Dominique Krebs: Eine Beleghebamme ist freischaffend, während für die hebammengeleitete Geburtshilfe unser Hebammenteam verantwortlich ist. Die Beleghebamme führt die Schwangerschaftskontrollen durch, leitet die Geburt im Spital und betreut die Frau meistens auch zu Hause im Wochenbett. Sie bleibt während der ganzen Dauer der Geburt anwesend, es kommt also zu keinem Schichtwechsel. Treten Komplikationen auf, wird auch hier eine Ärztin oder ein Arzt beigezogen. Dank unserer Zusammenarbeit mit drei freischaffenden Hebammen können wir in der Frauenklinik auch Beleghebammengeburten anbieten - ein Angebot, das sehr beliebt ist. 

swissmom: Welche Voraussetzungen müssen erfüllt sein, damit eine hebammengeleitete Geburt in Frage kommt? 

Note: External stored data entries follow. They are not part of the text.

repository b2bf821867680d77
//! Terminal plots.

pub mod ascii;

pub use ascii::*;
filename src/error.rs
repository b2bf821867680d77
//! Error types.
//!
//! - `TransformError` is what the smoothing core returns (typed, matchable).
//! - `AppError` is what the binary reports: a message plus a process exit code.

use thiserror::Error;

#[derive(Clone)]
pub struct AppError {
    exit_code: u8,
    message: String,
}

impl AppError {
    pub fn new(exit_code: u8, message: impl Into<String>) -> Self {
        Self {
            exit_code,
            message: message.into(),
        }
    }

    pub fn exit_code(&self) -> u8 {
        self.exit_code
    }
}

impl std::fmt::Display for AppError {
    fn fmt(&self, f: &mut std::fmt::Formatter<'_>) -> std::fmt::Result {
        write!(f, "{}", self.message)
    }
}

impl std::fmt::Debug for AppError {
    fn fmt(&self, f: &mut std::fmt::Formatter<'_>) -> std::fmt::Result {
        f.debug_struct("AppError")
            .field("exit_code", &self.exit_code)
            .field("message", &self.message)
            .finish()
    }
}

impl std::error::Error for AppError {}

/// Failures of the smoothing transform.
#[derive(Debug, Clone, PartialEq, Error)]
pub enum TransformError {
    /// An exclusion-range endpoint could not be placed on the wavelength axis.
    #[error("wavelength {wavelength} is not a sample of the wavelength axis")]
    Lookup { wavelength: f64 },

    /// A continuum segment could not be fitted.
    #[error("cannot fit segment [{start}, {end}) (λ={lambda_start}..{lambda_end}): {reason}")]
    Fit {
        start: usize,
        end: usize,
        lambda_start: f64,
        lambda_end: f64,
        reason: String,
    },

    /// The inputs violate an invariant the transform relies on.
    #[error("invalid input: {0}")]
    Config(String),
}

impl From<TransformError> for AppError {
    fn from(err: TransformError) -> Self {
        let code = match err {
            TransformError::Lookup { .. } | TransformError::Config(_) => 2,
            TransformError::Fit { .. } => 4,
        };
        AppError::new(code, err.to_string())
    }
}

#[cfg(test)]
mod tests {
    use super::*;

    #[test]
    fn transform_errors_map_to_exit_codes() {
        let lookup: AppError = TransformError::Lookup { wavelength: 0.5 }.into();
        assert_eq!(lookup.exit_code(), 2);
        assert!(lookup.to_string().contains("0.5"));

        let fit: AppError = TransformError::Fit {
            start: 3,
            end: 5,
            lambda_start: 1.0,
            lambda_end: 2.0,
            reason: "too short".to_string(),
        }
        .into();
        assert_eq!(fit.exit_code(), 4);
        assert!(fit.to_string().contains("[3, 5)"));
    }
}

Dominique Krebs: Das Angebot richtet sich an werdende Mütter, die eine natürliche Geburt wünschen, die gesund sind und deren Schwangerschaft ohne Komplikationen verläuft. 

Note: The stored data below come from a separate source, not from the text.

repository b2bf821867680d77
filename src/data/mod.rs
//! Data sources other than files.
//!
//! - `synth`: seeded synthetic spectra for trying the tool end to end

pub mod synth;

pub use synth::*;
//! Export per-pixel diagnostics to CSV.
//!
//! One row per sample with the raw flux and both smoothed variants, meant for
//! spreadsheets or plotting scripts. Masked values are written as empty cells.

use std::path::Path;

use crate::domain::Spectrum;
use crate::error::AppError;
use crate::fit::SmoothedSpectrum;

/// Write `index,wavelength,flux,fitted,unblended` rows.
pub fn write_diagnostics_csv(path: &Path, spectrum: &Spectrum, smoothed: &SmoothedSpectrum) -> Result<(), AppError> {
    let mut writer = csv::Writer::from_path(path)
        .map_err(|e| AppError::new(2, format!("Failed to create export CSV '{}': {e}", path.display())))?;

    writer
        .write_record(["index", "wavelength", "flux", "fitted", "unblended"])
        .map_err(|e| AppError::new(2, format!("Failed to write export CSV header: {e}")))?;

    for (i, w) in spectrum.wavelength.iter().enumerate() {
        let row = [
            i.to_string(),
            w.to_string(),
            cell(spectrum.flux.get(i)),
            cell(smoothed.fitted.get(i)),
            cell(smoothed.unblended.get(i)),
        ];
        writer
            .write_record(&row)
            .map_err(|e| AppError::new(2, format!("Failed to write export CSV row: {e}")))?;
    }

    writer
        .flush()
        .map_err(|e| AppError::new(2, format!("Failed to write export CSV: {e}")))?;
    Ok(())
}

fn cell(value: Option<&f64>) -> String {
    match value {
        Some(v) if v.is_finite() => v.to_string(),
        _ => String::new(),
    }
}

swissmom: In welchen Situationen wird ein Arzt oder eine Ärztin beigezogen? 

Dominique Krebs: Die Hebamme fordert ärztliche Unterstützung an, wenn z. B. wehenfördernde Mittel verabreicht werden müssen oder die Frau eine PDA wünscht. Auch bei Komplikationen wie zum Beispiel einem Geburtsstillstand werden die Ärzte beigezogen. 

swissmom: Welche Vorzüge hat die hebammengeleitete Geburt? 

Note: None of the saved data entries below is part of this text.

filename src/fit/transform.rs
//! Whole-spectrum smoothing.
//!
//! Steps:
//! 1) validate the axis/flux pair
//! 2) place the exclusion ranges on the axis (`locator`)
//! 3) split the axis into continuum segments between the ranges
//! 4) fit each segment (`segment`) and write it into both outputs
//! 5) blend the smoothed output back into the raw spectrum at every join (`blend`)
//!
//! A continuum segment runs from the upper endpoint pixel of the previous
//! range up to (not including) the lower endpoint pixel of the next one. The
//! upper endpoint is restored to its raw value by the zero-weight start of the
//! blend, so only the unblended output carries a fitted value there.

use crate::domain::{ContinuumSegment, ExclusionRange, SegmentIndexRange, SmoothOptions, TrailingRescale};
use crate::error::TransformError;
use crate::fit::blend::{end_blend, start_blend};
use crate::fit::locator::locate_ranges;
use crate::fit::segment::{SegmentRescale, fit_segment};

/// Per-segment record of what was fitted.
#[derive(Debug, Clone)]
pub struct FittedSegment {
    pub segment: ContinuumSegment,
    pub lambda_start: f64,
    pub lambda_end: f64,
    pub used: usize,
    pub rms: f64,
}

/// Output of a smoothing run.
#[derive(Debug, Clone)]
pub struct SmoothedSpectrum {
    /// Continuum fits blended into the raw spectrum.
    pub fitted: Vec<f64>,
    /// Continuum fits without blending (diagnostics only).
    pub unblended: Vec<f64>,
    /// Exclusion ranges as axis indices.
    pub index_ranges: Vec<SegmentIndexRange>,
    pub segments: Vec<FittedSegment>,
}

/// Smooth `flux` outside `ranges`.
pub fn smooth_spectrum(
    axis: &[f64],
    flux: &[f64],
    ranges: &[ExclusionRange],
    opts: &SmoothOptions,
) -> Result<SmoothedSpectrum, TransformError> {
    validate_inputs(axis, flux)?;

    let index_ranges = locate_ranges(axis, ranges, opts.lookup)?;
    let n = axis.len();
    let axis_span = axis_span(axis);

    let mut fitted = flux.to_vec();
    let mut unblended = flux.to_vec();
    let mut segments = Vec::new();
    let width = opts.blend_width;

    for segment in continuum_segments(n, &index_ranges) {
        let rescale = match (segment.trailing, opts.trailing_rescale) {
            (true, TrailingRescale::AxisSpan) => SegmentRescale::Span(axis_span),
            _ => SegmentRescale::Own,
        };

        let lambda_start = axis[segment.start];
        let lambda_end = axis[segment.end - 1];
        log::info!("Fitting polynomial from λ={lambda_start} to λ={lambda_end}");

        let fit = fit_segment(axis, flux, segment, opts.order, rescale)?;

        fitted[segment.start..segment.end].copy_from_slice(&fit.values);
        unblended[segment.start..segment.end].copy_from_slice(&fit.values);

        let blend_start = segment.start > 0;
        let blend_end = segment.end < n;
        if width > 0 && blend_start && blend_end && segment.len() < 2 * width {
            log::warn!(
                "Segment [{}, {}) is shorter than two blend windows ({width} px each); blends overlap",
                segment.start,
                segment.end
            );
        }

        if blend_start {
            start_blend(
                0,
                width,
                opts.blend_weighting,
                &mut fitted[segment.start..segment.end],
                &flux[segment.start..segment.end],
            );
        }
        if blend_end {
            // Include the join pixel so offset 0 lands on it.
            end_blend(
                segment.len(),
                width,
                opts.blend_weighting,
                &mut fitted[segment.start..=segment.end],
                &flux[segment.start..=segment.end],
            );
        }

        segments.push(FittedSegment {
            segment,
            lambda_start,
            lambda_end,
            used: fit.used,
            rms: fit.rms,
        });
    }

    Ok(SmoothedSpectrum {
        fitted,
        unblended,
        index_ranges,
        segments,
    })
}

/// Continuum segments of an axis of `n` samples around `index_ranges`.
///
/// Segments without continuum pixels are skipped: an empty leading segment
/// (a range starting at pixel 0) and any later segment holding nothing but
/// the previous range's upper endpoint.
pub fn continuum_segments(n: usize, index_ranges: &[SegmentIndexRange]) -> Vec<ContinuumSegment> {
    if index_ranges.is_empty() {
        return if n > 0 {
            vec![ContinuumSegment {
                start: 0,
                end: n,
                trailing: false,
            }]
        } else {
            Vec::new()
        };
    }

    let mut out = Vec::with_capacity(index_ranges.len() + 1);
    let mut start = 0;
    let mut follows_range = false;

    let bounds = index_ranges
        .iter()
        .map(|r| (r.start, r.end, false))
        .chain(std::iter::once((n, n, true)));

    for (end, next_start, trailing) in bounds {
        let min_len = if follows_range { 2 } else { 1 };
        if end >= start + min_len {
            out.push(ContinuumSegment { start, end, trailing });
        }
        start = next_start;
        follows_range = true;
    }

    out
}

fn validate_inputs(axis: &[f64], flux: &[f64]) -> Result<(), TransformError> {
    if axis.is_empty() {
        return Err(TransformError::Config("the spectrum has no samples".to_string()));
    }
    if axis.len() != flux.len() {
        return Err(TransformError::Config(format!(
            "wavelength axis has {} samples but flux has {}",
            axis.len(),
            flux.len()
        )));
    }
    if let Some(i) = axis.iter().position(|w| !w.is_finite()) {
        return Err(TransformError::Config(format!("wavelength at index {i} is not finite")));
    }

    let increasing = axis.windows(2).all(|w| w[1] > w[0]);
    let decreasing = axis.windows(2).all(|w| w[1] < w[0]);
    if !(increasing || decreasing) {
        return Err(TransformError::Config(
            "wavelength axis is not strictly monotonic".to_string(),
        ));
    }
    Ok(())
}

fn axis_span(axis: &[f64]) -> f64 {
    let (lo, hi) = axis
        .iter()
        .fold((f64::INFINITY, f64::NEG_INFINITY), |(lo, hi), &w| (lo.min(w), hi.max(w)));
    hi - lo
}

#[cfg(test)]
mod tests {
    use super::*;
    use crate::domain::{BlendWeighting, LookupMode};

    fn sine_case() -> (Vec<f64>, Vec<f64>) {
        let axis: Vec<f64> = (0..100).map(|i| i as f64).collect();
        let flux: Vec<f64> = axis.iter().map(|x| x.sin()).collect();
        (axis, flux)
    }

    fn opts(order: usize, blend_width: usize) -> SmoothOptions {
        SmoothOptions {
            order,
            blend_width,
            ..SmoothOptions::default()
        }
    }

    fn bits(values: &[f64]) -> Vec<u64> {
        values.iter().map(|v| v.to_bits()).collect()
    }

    #[test]
    fn no_ranges_is_one_global_fit() {
        let (axis, flux) = sine_case();
        let out = smooth_spectrum(&axis, &flux, &[], &opts(4, 10)).unwrap();

        let whole = ContinuumSegment {
            start: 0,
            end: 100,
            trailing: false,
        };
        let global = fit_segment(&axis, &flux, whole, 4, SegmentRescale::Own).unwrap();
        assert_eq!(out.segments.len(), 1);
        assert_eq!(bits(&out.fitted), bits(&global.values));
        assert_eq!(bits(&out.unblended), bits(&global.values));
    }

    #[test]
    fn sine_with_one_window() {
        let (axis, flux) = sine_case();
        let ranges = [ExclusionRange::new(40.0, 50.0)];
        let out = smooth_spectrum(&axis, &flux, &ranges, &opts(3, 5)).unwrap();

        assert_eq!(out.index_ranges, vec![SegmentIndexRange { start: 40, end: 50 }]);
        assert_eq!(out.segments.len(), 2);

        // Window preserved in the blended output, endpoints included.
        assert_eq!(bits(&out.fitted[40..=50]), bits(&flux[40..=50]));
        // Unblended keeps the window up to (not including) its upper endpoint.
        assert_eq!(bits(&out.unblended[40..50]), bits(&flux[40..50]));

        // Leading segment: pure cubic fit, end blend over 36..=40.
        let lead = ContinuumSegment {
            start: 0,
            end: 40,
            trailing: false,
        };
        let lead_fit = fit_segment(&axis, &flux, lead, 3, SegmentRescale::Own).unwrap();
        assert_eq!(bits(&out.unblended[0..40]), bits(&lead_fit.values));
        assert_eq!(bits(&out.fitted[0..36]), bits(&lead_fit.values[0..36]));
        let i = 36;
        let (lo, hi) = if flux[i] < lead_fit.values[i] {
            (flux[i], lead_fit.values[i])
        } else {
            (lead_fit.values[i], flux[i])
        };
        assert!(out.fitted[i] > lo && out.fitted[i] < hi);

        // Trailing segment: scaled by the whole axis span, start blend over 50..55.
        let tail = ContinuumSegment {
            start: 50,
            end: 100,
            trailing: true,
        };
        let tail_fit = fit_segment(&axis, &flux, tail, 3, SegmentRescale::Span(99.0)).unwrap();
        assert_eq!(bits(&out.unblended[50..100]), bits(&tail_fit.values));
        assert_eq!(bits(&out.fitted[55..100]), bits(&tail_fit.values[5..]));
        let i = 54;
        let v = out.fitted[i];
        let expected = 0.2 * flux[i] + 0.8 * tail_fit.values[i - 50];
        assert!((v - expected).abs() < 1e-12);
    }

    #[test]
    fn segment_rescale_option_changes_only_the_tail() {
        let (axis, flux) = sine_case();
        let ranges = [ExclusionRange::new(40.0, 50.0)];
        let mut o = opts(3, 5);
        o.trailing_rescale = TrailingRescale::Segment;
        let out = smooth_spectrum(&axis, &flux, &ranges, &o).unwrap();

        let tail = ContinuumSegment {
            start: 50,
            end: 100,
            trailing: true,
        };
        let tail_fit = fit_segment(&axis, &flux, tail, 3, SegmentRescale::Own).unwrap();
        assert_eq!(bits(&out.unblended[50..100]), bits(&tail_fit.values));
    }

    #[test]
    fn interiors_are_untouched_in_both_outputs() {
        let axis: Vec<f64> = (0..200).map(|i| 0.6 + i as f64 * 0.002).collect();
        let flux: Vec<f64> = axis.iter().map(|&w| 1.0 + 0.3 * (w * 40.0).cos()).collect();
        let ranges = [
            ExclusionRange::new(axis[30], axis[45]),
            ExclusionRange::new(axis[100], axis[130]),
        ];
        let out = smooth_spectrum(&axis, &flux, &ranges, &opts(5, 10)).unwrap();

        for r in &out.index_ranges {
            assert_eq!(bits(&out.fitted[r.start..=r.end]), bits(&flux[r.start..=r.end]));
            assert_eq!(bits(&out.unblended[r.start..r.end]), bits(&flux[r.start..r.end]));
        }
        assert_eq!(out.segments.len(), 3);
    }

    #[test]
    fn ranges_at_the_axis_edges_skip_empty_segments() {
        let (axis, flux) = sine_case();
        let ranges = [ExclusionRange::new(0.0, 10.0), ExclusionRange::new(90.0, 99.0)];
        let out = smooth_spectrum(&axis, &flux, &ranges, &opts(3, 5)).unwrap();

        assert_eq!(out.segments.len(), 1);
        assert_eq!(
            out.segments[0].segment,
            ContinuumSegment {
                start: 10,
                end: 90,
                trailing: false
            }
        );
        assert_eq!(bits(&out.fitted[0..=10]), bits(&flux[0..=10]));
        assert_eq!(bits(&out.fitted[90..]), bits(&flux[90..]));
        assert_eq!(bits(&out.unblended[90..]), bits(&flux[90..]));
    }

    #[test]
    fn short_segment_is_a_fit_error() {
        let axis: Vec<f64> = (0..20).map(|i| i as f64).collect();
        let flux = vec![1.0; 20];
        let ranges = [ExclusionRange::new(5.0, 15.0)];
        let err = smooth_spectrum(&axis, &flux, &ranges, &opts(5, 2)).unwrap_err();
        assert!(matches!(err, TransformError::Fit { start: 0, end: 5, .. }));
    }

    #[test]
    fn unsampled_endpoint_is_a_lookup_error() {
        let (axis, flux) = sine_case();
        let ranges = [ExclusionRange::new(40.25, 50.0)];
        let err = smooth_spectrum(&axis, &flux, &ranges, &opts(3, 5)).unwrap_err();
        assert_eq!(err, TransformError::Lookup { wavelength: 40.25 });

        let mut o = opts(3, 5);
        o.lookup = LookupMode::Nearest;
        assert!(smooth_spectrum(&axis, &flux, &ranges, &o).is_ok());
    }

    #[test]
    fn malformed_inputs_are_config_errors() {
        let axis = vec![0.0, 1.0, 2.0];
        assert!(matches!(
            smooth_spectrum(&axis, &[1.0, 2.0], &[], &opts(1, 1)),
            Err(TransformError::Config(_))
        ));
        assert!(matches!(
            smooth_spectrum(&[0.0, 2.0, 1.0], &[1.0, 2.0, 3.0], &[], &opts(1, 1)),
            Err(TransformError::Config(_))
        ));
        assert!(matches!(
            smooth_spectrum(&[], &[], &[], &opts(1, 1)),
            Err(TransformError::Config(_))
        ));
    }

    #[test]
    fn fixed_tenth_weighting_matches_linear_at_default_width() {
        let (axis, flux) = sine_case();
        let ranges = [ExclusionRange::new(40.0, 50.0)];
        let linear = smooth_spectrum(&axis, &flux, &ranges, &opts(3, 10)).unwrap();
        let mut o = opts(3, 10);
        o.blend_weighting = BlendWeighting::FixedTenth;
        let tenth = smooth_spectrum(&axis, &flux, &ranges, &o).unwrap();
        for (a, b) in linear.fitted.iter().zip(tenth.fitted.iter()) {
            assert!((a - b).abs() < 1e-12);
        }
    }

    #[test]
    fn segments_between_ranges() {
        let idx = [
            SegmentIndexRange { start: 5, end: 10 },
            SegmentIndexRange { start: 11, end: 15 },
            SegmentIndexRange { start: 15, end: 18 },
        ];
        let segs = continuum_segments(30, &idx);
        assert_eq!(
            segs,
            vec![
                ContinuumSegment { start: 0, end: 5, trailing: false },
                ContinuumSegment { start: 18, end: 30, trailing: true },
            ]
        );
    }
}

Dominique Krebs: Die Gebärende hat einerseits die individuelle, enge Begleitung durch die Hebamme, andererseits die Sicherheit der Spitalumgebung. Wenn sie ärztliche Hilfe benötigt, ändert sich für sie nichts. Sie kann im gleichen Zimmer bleiben und es kommt einfach ein Arzt oder eine Ärztin hinzu. Das läuft alles sehr ruhig ab.

swissmom: Welche Voraussetzungen müssen erfüllt sein, damit eine Hebamme selbständig Geburten leiten darf?

Dominique Krebs: Eine Hebamme muss mindestens zwei Jahre Berufserfahrung haben sowie die internen obligatorischen Weiterbildungen absolvieren. Dazu gehört beispielsweise ein Nahtkurs, in dem die Versorgung von Geburtsverletzungen erlernt wird. 

swissmom: Was bedeutet dieses Modell für die Arbeit der Hebammen?

Dominique Krebs: Das Angebote der hebammengeleiteten Geburtshilfe trägt dem Umstand Rechnung, dass sich die Hebammenausbildung in den vergangenen Jahren stark gewandelt hat. Die im Studium erworbenen Kompetenzen kommen stärker zum Tragen und die Arbeit der Hebamme wird dadurch aufgewertet. Die Möglichkeit, innerhalb der Infrastruktur eines Spitals eigenverantwortlich zu arbeiten, wird sehr geschätzt. Darum bewerben sich auch Hebammen, die schon viel Berufserfahrung haben, auf unsere offenen Stellen - etwas, was in einem so grossen Spital sonst eher ungewöhnlich ist. 

swissmom: Als die hebammengeleitete Geburtshilfe eingeführt wurde, gab es vor allem aufseiten der Ärzteschaft eine gewisse Skepsis. Wie sieht dies heute aus? 

Dominique Krebs: Die Zusammenarbeit mit den Ärztinnen und Ärzten funktioniert sehr gut und die Skepsis ist verschwunden. Von ärztlicher Seite wird es geschätzt, dass die Hebammen Aufgaben übernehmen können, beispielsweise die Versorgung einer leichten Geburtsverletzung, wenn der Arzt oder die Ärztin bei einer anderen Geburt gebraucht wird. Bei den Hebammen ist das Verständnis dafür gewachsen, welche Verantwortung es mit sich bringt, eine Geburt zu leiten. Dies führt dazu, dass sie se besser nachvollziehen können, warum beispielsweise ein Assistenzarzt sich dazu entschliesst, eine Oberärztin beizuziehen oder warum eine Intervention verordnet wird.

swissmom: Wie rege machen die Gebärenden Gebrauch von dem Angebot der hebammengeleiteten Geburtshilfe?

Dominique Krebs: Wir hatten im Jahr 2017 160 hebammengeleitete Geburten sowie 68 Beleghebammengeburten. Da wir erst einmal Erfahrungen mit diesem Modell sammeln wollten, haben wir es nicht aktiv beworben. Inzwischen ist die hebammengeleitete Geburtshilfe gut etabliert und ein externes Audit, das vor Kurzem durchgeführt wurde, hat ergeben, dass wir die Qualitätsanforderungen vollumfänglich erfüllen. Dadurch ist für uns der Zeitpunkt gekommen, das Angebot bekannter zu machen.